The guidance will take effect on 23 May 2018 after a six-month implementation period, and will apply to residential broadband services.

The change comes after research showed consumers may be ‘materially misled’ by the advertising of speed claims based on current guidance.

The CAP concluded that the median peak-time download speed is the most meaningful speed measure to customers because it is easily understood and allows for consumers to make comparisons between different ads that they see. As peak time is when traffic volumes are highest and traffic management policies are most likely to apply, a peak-time measure provides a better indication of the actual speeds consumers are likely to experience.

Shahriar Coupal, director of the CAP, said: “There are a lot of factors that affect the broadband speed a customer is going to get in their own home – from technology to geography, to how a household uses broadband.

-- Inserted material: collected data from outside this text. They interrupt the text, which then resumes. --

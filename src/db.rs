use std::time::Duration;

use sea_orm::{ConnectOptions, Database, DatabaseConnection, DbErr};
use sea_orm_migration::MigratorTrait;
use tracing::{debug, info};

use crate::config::AppConfig;
use crate::migrator::Migrator;

/// Type alias for a database connection pool
pub type DbPool = DatabaseConnection;

/// Configuration for database connection
#[derive(Debug, Clone)]
pub struct DbConfig {
    /// Database connection URL
    pub url: String,
    /// Maximum number of connections
    pub max_connections: u32,
    /// Minimum number of connections
    pub min_connections: u32,
    /// Connection timeout duration
    pub connect_timeout: Duration,
    /// Idle timeout duration
    pub idle_timeout: Duration,
    /// Acquire connection timeout
    pub acquire_timeout: Duration,
}

impl Default for DbConfig {
    fn default() -> Self {
        Self {
            url: String::new(),
            max_connections: 10,
            min_connections: 1,
            connect_timeout: Duration::from_secs(30),
            idle_timeout: Duration::from_secs(600),
            acquire_timeout: Duration::from_secs(8),
        }
    }
}

impl DbConfig {
    pub fn from_app_config(config: &AppConfig) -> Self {
        Self {
            url: config.database_url.clone(),
            max_connections: config.db_max_connections,
            min_connections: config.db_min_connections,
            ..Default::default()
        }
    }
}

/// Establishes a connection pool to the database.
pub async fn establish_connection(database_url: &str) -> Result<DbPool, DbErr> {
    let config = DbConfig {
        url: database_url.to_string(),
        ..Default::default()
    };

    establish_connection_with_config(&config).await
}

/// Establishes a connection pool using custom pool settings.
pub async fn establish_connection_with_config(config: &DbConfig) -> Result<DbPool, DbErr> {
    debug!("Configuring database connection with: {:?}", config);

    let mut opt = ConnectOptions::new(config.url.clone());

    opt.max_connections(config.max_connections)
        .min_connections(config.min_connections)
        .connect_timeout(config.connect_timeout)
        .acquire_timeout(config.acquire_timeout)
        .idle_timeout(config.idle_timeout)
        .sqlx_logging(false);

    info!(
        "Connecting to database with max_connections={}",
        config.max_connections
    );

    Database::connect(opt).await
}

/// Establishes a connection pool from the application configuration.
pub async fn establish_connection_from_app_config(config: &AppConfig) -> Result<DbPool, DbErr> {
    establish_connection_with_config(&DbConfig::from_app_config(config)).await
}

/// Applies all pending migrations.
pub async fn run_migrations(db: &DbPool) -> Result<(), DbErr> {
    info!("Running database migrations");
    Migrator::up(db, None).await
}
use std::sync::Arc;

use chrono::Utc;
use rust_decimal::Decimal;
use sea_orm::{
    ActiveModelTrait, ActiveValue::Set, ColumnTrait, ConnectionTrait, DbBackend, EntityTrait,
    QueryFilter, QuerySelect, TransactionTrait,
};
use tracing::{instrument, warn};
use uuid::Uuid;

use crate::db::DbPool;
use crate::entities::{
    location::Entity as Location,
    part::Entity as Part,
    serialized_unit::{self, Entity as SerializedUnit, UnitStatus},
};
use crate::errors::ServiceError;
use crate::services::inventory::InventoryService;

/// Tracks individually serialized part instances.
///
/// Production-driven consumption never calls the mutators here directly;
/// the consumption ledger does, inside its own transaction, so a unit's
/// status and location always change together with the ledger entry.
#[derive(Clone)]
pub struct SerializedUnitService {
    db: Arc<DbPool>,
}

impl SerializedUnitService {
    pub fn new(db: Arc<DbPool>) -> Self {
        Self { db }
    }

    /// Registers a new in-stock unit of a serialized part.
    #[instrument(skip(self))]
    pub async fn register(
        &self,
        part_id: Uuid,
        serial_number: &str,
        location_id: Uuid,
    ) -> Result<serialized_unit::Model, ServiceError> {
        if serial_number.trim().is_empty() {
            return Err(ServiceError::Validation(
                "Serial number cannot be empty".to_string(),
            ));
        }

        let db = &*self.db;
        let part = Part::find_by_id(part_id)
            .one(db)
            .await
            .map_err(ServiceError::db)?
            .ok_or_else(|| ServiceError::NotFound(format!("Part {} not found", part_id)))?;
        if !part.is_serialized {
            return Err(ServiceError::Validation(format!(
                "Part {} is not serialized",
                part.part_number
            )));
        }
        Location::find_by_id(location_id)
            .one(db)
            .await
            .map_err(ServiceError::db)?
            .ok_or_else(|| ServiceError::NotFound(format!("Location {} not found", location_id)))?;

        // A registered unit is also one on-hand piece of its part on the
        // fungible balance.
        let txn = db.begin().await.map_err(ServiceError::db)?;
        let now = Utc::now();
        let unit = serialized_unit::ActiveModel {
            id: Set(Uuid::new_v4()),
            part_id: Set(part_id),
            serial_number: Set(serial_number.to_string()),
            status: Set(UnitStatus::InStock),
            current_location_id: Set(Some(location_id)),
            created_at: Set(now),
            updated_at: Set(now),
        }
        .insert(&txn)
        .await
        .map_err(ServiceError::db)?;
        InventoryService::apply_adjustment(
            &txn,
            part_id,
            location_id,
            Decimal::ONE,
            part.standard_cost,
        )
        .await?;
        txn.commit().await.map_err(ServiceError::db)?;

        Ok(unit)
    }

    #[instrument(skip(self))]
    pub async fn get(&self, unit_id: Uuid) -> Result<serialized_unit::Model, ServiceError> {
        SerializedUnit::find_by_id(unit_id)
            .one(&*self.db)
            .await
            .map_err(ServiceError::db)?
            .ok_or_else(|| ServiceError::NotFound(format!("Serialized unit {} not found", unit_id)))
    }

    #[instrument(skip(self))]
    pub async fn units_at_location(
        &self,
        location_id: Uuid,
    ) -> Result<Vec<serialized_unit::Model>, ServiceError> {
        SerializedUnit::find()
            .filter(serialized_unit::Column::CurrentLocationId.eq(location_id))
            .all(&*self.db)
            .await
            .map_err(ServiceError::db)
    }

    /// Consumes a unit inside the caller's transaction. The unit must be in
    /// stock at the expected location and belong to the expected part.
    /// Status and location are cleared in the same statement.
    pub(crate) async fn mark_consumed<C>(
        conn: &C,
        unit_id: Uuid,
        part_id: Uuid,
        location_id: Uuid,
    ) -> Result<serialized_unit::Model, ServiceError>
    where
        C: ConnectionTrait,
    {
        let unit = Self::find_locked(conn, unit_id).await?;

        if unit.part_id != part_id {
            return Err(ServiceError::Validation(format!(
                "Serialized unit {} does not belong to part {}",
                unit_id, part_id
            )));
        }
        if !unit.is_available_at(location_id) {
            warn!(
                %unit_id,
                status = %unit.status,
                location = ?unit.current_location_id,
                "serialized unit unavailable"
            );
            return Err(ServiceError::InsufficientResource {
                available: Decimal::ZERO,
                required: Decimal::ONE,
            });
        }

        let mut active: serialized_unit::ActiveModel = unit.into();
        active.status = Set(UnitStatus::Consumed);
        active.current_location_id = Set(None);
        active.updated_at = Set(Utc::now());
        active.update(conn).await.map_err(ServiceError::db)
    }

    /// Restores a consumed unit to stock at the given location, inside the
    /// caller's transaction. Status and location are restored together.
    pub(crate) async fn restore<C>(
        conn: &C,
        unit_id: Uuid,
        location_id: Uuid,
    ) -> Result<serialized_unit::Model, ServiceError>
    where
        C: ConnectionTrait,
    {
        let unit = Self::find_locked(conn, unit_id).await?;

        if unit.status != UnitStatus::Consumed {
            return Err(ServiceError::Conflict(format!(
                "Serialized unit {} is not consumed (status {})",
                unit_id, unit.status
            )));
        }

        let mut active: serialized_unit::ActiveModel = unit.into();
        active.status = Set(UnitStatus::InStock);
        active.current_location_id = Set(Some(location_id));
        active.updated_at = Set(Utc::now());
        active.update(conn).await.map_err(ServiceError::db)
    }

    async fn find_locked<C>(
        conn: &C,
        unit_id: Uuid,
    ) -> Result<serialized_unit::Model, ServiceError>
    where
        C: ConnectionTrait,
    {
        let mut query =
            SerializedUnit::find().filter(serialized_unit::Column::Id.eq(unit_id));
        if conn.get_database_backend() == DbBackend::Postgres {
            query = query.lock_exclusive();
        }
        query
            .one(conn)
            .await
            .map_err(ServiceError::db)?
            .ok_or_else(|| ServiceError::NotFound(format!("Serialized unit {} not found", unit_id)))
    }
}
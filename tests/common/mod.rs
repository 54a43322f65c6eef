#![allow(dead_code)]

use std::sync::Arc;

use rust_decimal::Decimal;
use uuid::Uuid;

use shopfloor_api::config::AppConfig;
use shopfloor_api::db::{self, DbPool};
use shopfloor_api::entities::{location, part, work_center};
use shopfloor_api::services::master_data::{CreateLocation, CreatePart, CreateWorkCenter};
use shopfloor_api::AppServices;

/// Fresh named in-memory SQLite database with the full schema applied.
/// Shared-cache mode keeps every pooled connection on the same database.
pub async fn setup() -> (Arc<DbPool>, AppServices) {
    let url = format!(
        "sqlite:file:{}?mode=memory&cache=shared",
        Uuid::new_v4().simple()
    );
    let pool = db::establish_connection(&url)
        .await
        .expect("Failed to connect to test database");
    db::run_migrations(&pool)
        .await
        .expect("Failed to run migrations");

    let db = Arc::new(pool);
    let services = AppServices::build(db.clone(), &AppConfig::default(), None);
    (db, services)
}

pub fn dec(value: i64) -> Decimal {
    Decimal::from(value)
}

pub async fn seed_part(services: &AppServices, part_number: &str) -> part::Model {
    services
        .master_data
        .create_part(CreatePart {
            part_number: part_number.to_string(),
            description: None,
            unit_of_measure: "EA".to_string(),
            standard_cost: Some(dec(25)),
            is_serialized: false,
        })
        .await
        .expect("Failed to create part")
}

pub async fn seed_serialized_part(services: &AppServices, part_number: &str) -> part::Model {
    services
        .master_data
        .create_part(CreatePart {
            part_number: part_number.to_string(),
            description: None,
            unit_of_measure: "EA".to_string(),
            standard_cost: Some(dec(900)),
            is_serialized: true,
        })
        .await
        .expect("Failed to create serialized part")
}

pub async fn seed_location(services: &AppServices, code: &str) -> location::Model {
    services
        .master_data
        .create_location(CreateLocation {
            code: code.to_string(),
            name: format!("{} warehouse", code),
        })
        .await
        .expect("Failed to create location")
}

pub async fn seed_work_center(services: &AppServices, code: &str) -> work_center::Model {
    services
        .master_data
        .create_work_center(CreateWorkCenter {
            code: code.to_string(),
            name: format!("{} cell", code),
        })
        .await
        .expect("Failed to create work center")
}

While we know these factors mean some people will get significantly slower speeds than others, when it comes to broadband ads, our new standards will give consumers a better understanding of the broadband speeds offered by different providers when deciding to switch providers.”

Richard Neudegg, a regulation expert at uSwitch.com, said: “Currently 90% of broadband customers can be left disappointed by a service that will seemingly fall short of the speed they’ve seen advertised. Today’s announcement from CAP should reduce the disappointment to 50% of customers from May 2018.

“While this change might reduce the number of consumers that feel let down, the reality is that a national advert can never accurately communicate broadband speeds because speeds are so specific to your individual property.

“In order for the industry to deliver broadband services that better align with consumer expectations, providers need to allow for far more straightforward ways to quickly and easily compare the services and speeds available from different suppliers at their own home, side-by-side.”